El cura francés Jacques Hamel, de 86 años, que fue degollado el martes por dos yihadistas en el altar de su iglesia, era un hombre bondadoso, que quería trabajar hasta el final de sus días.
“Era un hombre bueno”, opinan todos los que conocieron a este cura de la iglesia Saint-Etienne-du-Rouvray, una pequeña localidad del noroeste de Francia.
Nacido en 1930 en Darnétal, una pequeña localidad cerca de Rouen (noroeste), el padre Hamel celebró en 2008 su jubileo de oro por sus 50 años de sacerdocio y se negaba a jubilarse.
Este hombre pequeño, de rostro delgado y ojos penetrantes, era cura auxiliar de la iglesia Saint-Etienne-du-Rouvray. Su dinamismo y su trabajo en apoyo al padre congoleño Auguste Moanda Phati, el cura de la parroquia, era más que bienvenida en un país que sufre, como muchos otros, de un problema de escasez de sacerdotes.
En su parroquia, participaba sobre todo en el diálogo interreligioso. El mes pasado, escribió un mensaje en la publicación de la parroquia en la que evocó los conflictos mundiales.

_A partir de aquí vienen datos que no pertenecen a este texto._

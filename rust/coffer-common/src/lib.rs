//! Core definitions (error type and argument verification), relied upon by all coffer-* crates.

pub mod error;
pub mod result;

pub use result::Result;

“En estos momentos, debemos escuchar la invitación de Dios y cuidar nuestro mundo, hacer de este lugar en el que vivimos un mundo más caluroso, más humano, más fraternal”, había escrito.
Danielle, una monja presente en la iglesia en el momento del ataque, dijo que el padre Hamel, vestido con un hábito blanco, “intentó defenderse” cuando los yihadistas pasaron al acto y lo acuchillaron en el cuello y en el tórax.
– Amigo de un imán –
Mohamed Karabila, presidente regional del Consejo de culto musulmán y de la mezquita de Saint-Étienne-du-Rouvray, dijo que el padre Hamel era un “amigo”, un hombre que “dedicó su vida a los demás”.
“Hacíamos parte de un comité interreligioso desde hace 18 años. Hablábamos de religión y de aprender a vivir juntos”, explicó este imán.
Muchos de los cerca de 30.000 habitantes de Saint-Étienne-du-Rouvray, conocían al padre Hamel, quien oficiaba bautizos, comuniones, matrimonios y entierros.
Recibía a los feligreses en el presbiterio, una casa de dos pisos cerca del ayuntamiento, con un patio interno y un cobertizo para albergar su viejo Renault 19 que aún conducía.
“Fue allí donde hice mi catecismo y mi preparación al matrimonio”, cuenta Arnaud Paris, de 44 años, oriundo de la ciudad. “También se ocupó de la educación religiosa de mis dos hijas hasta su comunión hace tres años”.
“Era muy bueno aunque podía ser severo, no había que contradecirlo”.
Más allá de su rol religioso, era para muchos un confidente, amigo en los días buenos y en los malos.
“Iba a verlo seguido. Me ayudó durante mi quimioterapia y después de haber perdido a mi marido”, dijo Martine B., otra habitante, que pidió conservar el anonimato.
En su diócesis, entre sus pares, el padre Hamel era también muy apreciado.
“Era un hombre apasionado por lo que hacía. Sorprendía a todo el mundo por su dinamismo”, dijo el vicario general de la diócesis, Philippe Maheut. Para Alexandre Joly, un joven sacerdote de una ciudad vecina, el padre Hamel era simplemente “un hombre bueno”.